Lecturas de verano II
Agustina de Champourcín
Con mucho humor podría calificarse como asombrosa la obra novelística de Enrique Jardiel Poncela. El lector que se atreva a sumergirse en su prosa corre el riesgo de sentirse asombrado, tanto por la creatividad deslumbrante de sus palabras como la incoherencia absoluta de sus significados. Valentía, perseverancia y tenacidad son las actitudes mínimas necesarias para abrirse camino entre las páginas de sus novelas, o antinovelas como él las denominaba, así como con su teatro.
Y para adentrarse en la lectura de “Amor se escribe sin hache”, su primera novela, publicada en 1928, a sus 27 años, se requiere una fuerza de voluntad propia de aquellos héroes aventureros y románticos que se embarcaban en naos diminutas dispuestos a dar la vuelta al mundo. Entre genialidad y locura, entre estrambótica y absurda, entre disparate mayúsculo y refinada creación innovadora podría ubicarse esta ¿novela? que desde la primera página se mueve en el terreno fangoso del desconcierto y la sorpresa y deja al lector exánime y equivocado, sin respuesta ante el asombro imprevisto que brota de cada párrafo, de cada página. Son tropiezos constantes e inesperados los que surgen de sus palabras, el héroe que las cruza, inasequible al desaliento, se enfrenta a un aluvión de sorpresas que ponen al límite su paciencia y su capacidad de aguante de consumidor de letras. Jardiel se mueve a lo largo de 300 páginas por el alambre del funambulista de las letras y saca constantemente de su sombrero de mago conejos literarios desconcertantes.
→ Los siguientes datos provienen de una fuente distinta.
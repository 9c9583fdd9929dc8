//! Positions held in the margin engine.

use core::fmt;

use crate::calculator::PositionSnapshot;
use crate::domain::{Address, TickRange, Wad};
use crate::vamm::Growth;

/// Identity of a position within one instance.
#[derive(Debug, Clone, Copy, PartialEq, Eq, PartialOrd, Ord, Hash)]
#[cfg_attr(feature = "serde", derive(serde::Serialize, serde::Deserialize))]
pub struct PositionKey {
    pub owner: Address,
    pub range: TickRange,
}

impl PositionKey {
    /// Creates a key.
    #[must_use]
    pub const fn new(owner: Address, range: TickRange) -> Self {
        Self { owner, range }
    }
}

impl fmt::Display for PositionKey {
    fn fmt(&self, f: &mut fmt::Formatter<'_>) -> fmt::Result {
        write!(f, "{}@{}", self.owner, self.range)
    }
}

/// Margin, token balances and liquidity of one `(owner, range)`.
///
/// Balances are signed from the holder's side: a positive variable
/// balance receives the variable rate, a positive fixed balance receives
/// 1% a year per token.
#[derive(Debug, Clone, Copy, PartialEq, Eq, Default)]
#[cfg_attr(feature = "serde", derive(serde::Serialize, serde::Deserialize))]
pub struct Position {
    pub(super) liquidity: u128,
    pub(super) margin: Wad,
    pub(super) fixed_token_balance: Wad,
    pub(super) variable_token_balance: Wad,
    pub(super) growth_inside_last: Growth,
    pub(super) accumulated_fees: Wad,
    pub(super) is_settled: bool,
    pub(super) parameters_version: u32,
}

impl Position {
    #[must_use]
    pub const fn liquidity(&self) -> u128 {
        self.liquidity
    }

    #[must_use]
    pub const fn margin(&self) -> Wad {
        self.margin
    }

    #[must_use]
    pub const fn fixed_token_balance(&self) -> Wad {
        self.fixed_token_balance
    }

    #[must_use]
    pub const fn variable_token_balance(&self) -> Wad {
        self.variable_token_balance
    }

    /// Growth inside the range when the balances were last updated.
    #[must_use]
    pub const fn growth_inside_last(&self) -> Growth {
        self.growth_inside_last
    }

    /// Fees earned as an LP over the position's life.
    #[must_use]
    pub const fn accumulated_fees(&self) -> Wad {
        self.accumulated_fees
    }

    #[must_use]
    pub const fn is_settled(&self) -> bool {
        self.is_settled
    }

    /// Calculator parameter version the position is pinned to.
    #[must_use]
    pub const fn parameters_version(&self) -> u32 {
        self.parameters_version
    }

    /// `true` once nothing is left to account for.
    #[must_use]
    pub const fn is_empty(&self) -> bool {
        self.liquidity == 0
            && self.margin.is_zero()
            && self.fixed_token_balance.is_zero()
            && self.variable_token_balance.is_zero()
    }

    /// Exposure handed to the margin calculator.
    #[must_use]
    pub const fn snapshot(&self, range: TickRange) -> PositionSnapshot {
        PositionSnapshot {
            range,
            liquidity: self.liquidity,
            fixed_token_balance: self.fixed_token_balance,
            variable_token_balance: self.variable_token_balance,
        }
    }
}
Un prólogo a modo de advertencia, o explicación, previene al aventurero intrépido de lo que se va a encontrar. No olvidemos, estamos en el primer tercio del siglo XX. Resalta un epígrafe, “El amor y las mujeres”, que abunda en la duda sobre la presunta misoginia del autor, y advierte al audaz explorador de que se adentra en la comedia amorosa, casi como si le esperara una burla al género romántico, una sucesión de trucos que parodian las novelas rosas.
Incluso su formación académica parece contradictoria. Nacido en Madrid en 1901 cursa estudios primarios en la Institución Libre de Enseñanza y Liceo Francés, dos escuelas progresistas y pedagógicamente innovadoras, para continuar en los Escolapios de la calle Hortaleza y acabar en la facultad de Filosofía y Letras de la Universidad de Madrid. Vivirá a lo largo de su mediana existencia, 50 años de vida, los graves acontecimientos que marcaron de negro la historia de España: regencia de María Cristina; reinado de Alfonso XIII; guerras africanas; dictadura de Primo de Rivera; “dictablanda” de Berenguer; huida de Alfonso XIII; proclamación de la República; Guerra Civil; la terrible posguerra y la dictadura franquista. Podría decirse que pertenece al movimiento artístico del 27, ese momento glorioso de las letras, del arte y del pensamiento que concitó en Madrid a las mentes más granadas de la crema de la intelectualidad. Poetas, cineastas, arquitectos, dramaturgos, músicos, médicos, filósofos, pintores, escultores, toreros, pensadores, hijos de papás, contertulios, vagos… todos ellos en el tramo que va de la Residencia de Estudiantes al Hotel Palace pasando por el Café Gijón, el Café Pombo o el Café Granja El Henar que renovara Martín Domínguez.

“Amor se escribe sin hache” se escribió enteramente en esa atmósfera de tabaco, tertulias y cafés fríos, como el autor se encarga de recordar en la novela, o antinovela. Compañeros de veladas de Jardiel eran Ramón Gómez de la Serna, o Edgar Neville o Miguel Mihura. Y a ellas asistían a veces Valle Inclán, Pedro Muñoz Seca, Azorín, Pérez de Ayala, el ingeniero Joaquín Otamendi o Gregorio Marañón.
Tan destacado como incomprendido dramaturgo, sus comedias le aportaron fracasos estrepitosos y éxitos memorables: “Eloísa esta debajo de un almendro”, “Los ladrones somos gente honrada”, o “Los habitantes de la casa deshabitada” fueron algunos de sus éxitos llevados a la gran pantalla que contribuyeron a grabar su nombre en la nómina ilustre de los autores teatrales.
La bohemia inspira las páginas de su “Amor se escribe sin hache”, corre viajera por París o Madrid poblando la antinovela de una fauna divina de protagonistas estrafalarios, escenas surrealistas y situaciones asombrosas, irreales, confusas e hilarantes. Tal vez como el mismo autor, reflejado en el protagonista, Zambombo, toda una declaración de lo que se va a encontrar el temerario explorador que se adentre en los territorios de Jardiel, el gran dramaturgo del absurdo.